Stepping through this you can see the value computed for dims is way off from the initial estimate rough_dims:

> /home/louis/dev/page-dewarp/src/page_dewarp/image.py(34)get_page_dims()
-> res = minimize(objective, dims, method="Powell")
(Pdb) p objective
<function get_page_dims.<locals>.objective at 0x7f094dd1d480>
(Pdb) p dims
array([1.12698885, 1.93404471])
(Pdb) n
> /home/louis/dev/page-dewarp/src/page_dewarp/image.py(35)get_page_dims()
-> dims = res.x
(Pdb) p dims
array([1.12698885, 1.93404471])
(Pdb) n
> /home/louis/dev/page-dewarp/src/page_dewarp/image.py(36)get_page_dims()
-> print("  got page dims", dims[0], "x", dims[1])
(Pdb) p dims
array([-2.03076763e+08,  3.56844144e+01])

Without looking into this further my immediate thought would be that this flaw could be superficially smoothed over (if not quite fixed) by falling back to the rough_dims (which isn't meant to be used for that, it's meant to be the starting point for the minimisation). I expect the root cause is that the parameters are off somehow, hence the params value being passed to the optimisation are spoiling it.

Recall that the params are set in the __init__ method of the WarpedImage class, immediately followed by the get_page_dims call where the negative length shows up.

With that 'hotfix', a result is produced.
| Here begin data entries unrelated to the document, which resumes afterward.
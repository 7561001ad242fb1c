//! Prompt Construction
//!
//! Builds the three enrichment prompts from IR fields. Folder-structure
//! and dependency excerpts are size-bounded so a large repository never
//! produces an oversized request.

use serde_json::{Value, json};

use crate::constants::prompt::{MAX_PROMPT_DEPENDENCIES, MAX_PROMPT_MODULES, MAX_TREE_CHARS};
use crate::types::{AnalysisIr, EndpointGroup};

/// Prompt plus the JSON shape the response must match.
pub struct EnrichmentPrompt {
    pub prompt: String,
    pub schema: Value,
}

/// Overview enrichment: description + key features.
pub fn overview_prompt(ir: &AnalysisIr, endpoints: &[EndpointGroup]) -> EnrichmentPrompt {
    let mut prompt = String::from(
        "Analyze this repository and produce a concise description and its key features.\n\n",
    );
    push_context(&mut prompt, ir, endpoints);

    EnrichmentPrompt {
        prompt,
        schema: json!({
            "description": "2-3 sentence overview of what the project does",
            "key_features": ["short feature phrase"]
        }),
    }
}

/// Architecture enrichment: pattern tags.
pub fn architecture_prompt(ir: &AnalysisIr, endpoints: &[EndpointGroup]) -> EnrichmentPrompt {
    let mut prompt = String::from(
        "Identify the architectural patterns evident in this repository. Name only patterns \
         supported by the structure below.\n\n",
    );
    push_context(&mut prompt, ir, endpoints);

    EnrichmentPrompt {
        prompt,
        schema: json!({
            "patterns": ["architectural pattern name"]
        }),
    }
}

/// Recommendation enrichment: prioritized improvements.
pub fn recommendations_prompt(ir: &AnalysisIr, endpoints: &[EndpointGroup]) -> EnrichmentPrompt {
    let mut prompt = String::from(
        "Recommend concrete improvements for this repository, focusing on maintainability and \
         missing best practices.\n\n",
    );
    push_context(&mut prompt, ir, endpoints);

    prompt.push_str("\nDetected hygiene gaps:\n");
    for (flag, label) in [
        (ir.risks.missing_readme, "no README"),
        (ir.risks.missing_ci, "no CI workflow"),
        (ir.risks.missing_tests, "no test directory"),
        (ir.risks.missing_env_example, "no .env example file"),
    ] {
        if flag {
            prompt.push_str("- ");
            prompt.push_str(label);
            prompt.push('\n');
        }
    }

    EnrichmentPrompt {
        prompt,
        schema: json!({
            "recommendations": [{
                "title": "short imperative title",
                "description": "what to do and why",
                "priority": "high | medium | low",
                "impact": "expected benefit",
                "category": "documentation | automation | testing | configuration | other"
            }]
        }),
    }
}

// =============================================================================
// Shared Context Section
// =============================================================================

fn push_context(prompt: &mut String, ir: &AnalysisIr, endpoints: &[EndpointGroup]) {
    prompt.push_str(&format!(
        "Repository: {}\nTotal files: {}\nPrimary languages: {}\nStructure type: {}\n",
        ir.overview.repository_name,
        ir.overview.total_files,
        join_or_none(&ir.overview.primary_languages),
        ir.architecture.structure_type,
    ));

    if !ir.modules.is_empty() {
        let names: Vec<&str> = ir
            .modules
            .iter()
            .take(MAX_PROMPT_MODULES)
            .map(|m| m.name.as_str())
            .collect();
        prompt.push_str(&format!("Modules: {}\n", names.join(", ")));
    }

    let deps = &ir.dependencies.external_dependencies;
    if !deps.is_empty() {
        let listed: Vec<&str> = deps
            .iter()
            .take(MAX_PROMPT_DEPENDENCIES)
            .map(|d| d.name.as_str())
            .collect();
        let suffix = if deps.len() > MAX_PROMPT_DEPENDENCIES {
            format!(" (+{} more)", deps.len() - MAX_PROMPT_DEPENDENCIES)
        } else {
            String::new()
        };
        prompt.push_str(&format!("Dependencies: {}{}\n", listed.join(", "), suffix));
    }

    for group in endpoints {
        prompt.push_str(&format!(
            "API endpoints ({}): {}\n",
            group.style,
            group.routes.join(", ")
        ));
    }

    prompt.push_str(&format!(
        "\nFolder structure:\n{}\n",
        bounded_tree(&ir.architecture.folder_structure)
    ));
}

fn join_or_none(items: &[String]) -> String {
    if items.is_empty() {
        "unknown".to_string()
    } else {
        items.join(", ")
    }
}

/// Truncate the tree at a char boundary, marking the cut.
fn bounded_tree(tree: &str) -> String {
    if tree.chars().count() <= MAX_TREE_CHARS {
        return tree.to_string();
    }
    let truncated: String = tree.chars().take(MAX_TREE_CHARS).collect();
    format!("{}\n… (truncated)", truncated)
}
I'll ship it as I don't have time to look into this further right now, and reviewing this code I'd need to improve the quality in various ways to make it more debuggable (this library is first and foremost a Python 3 rewrite of Matt Zucker's unmaintained Python 2 implementation).

lmmx commented 2 years ago

Patched in d22869e, will package in next release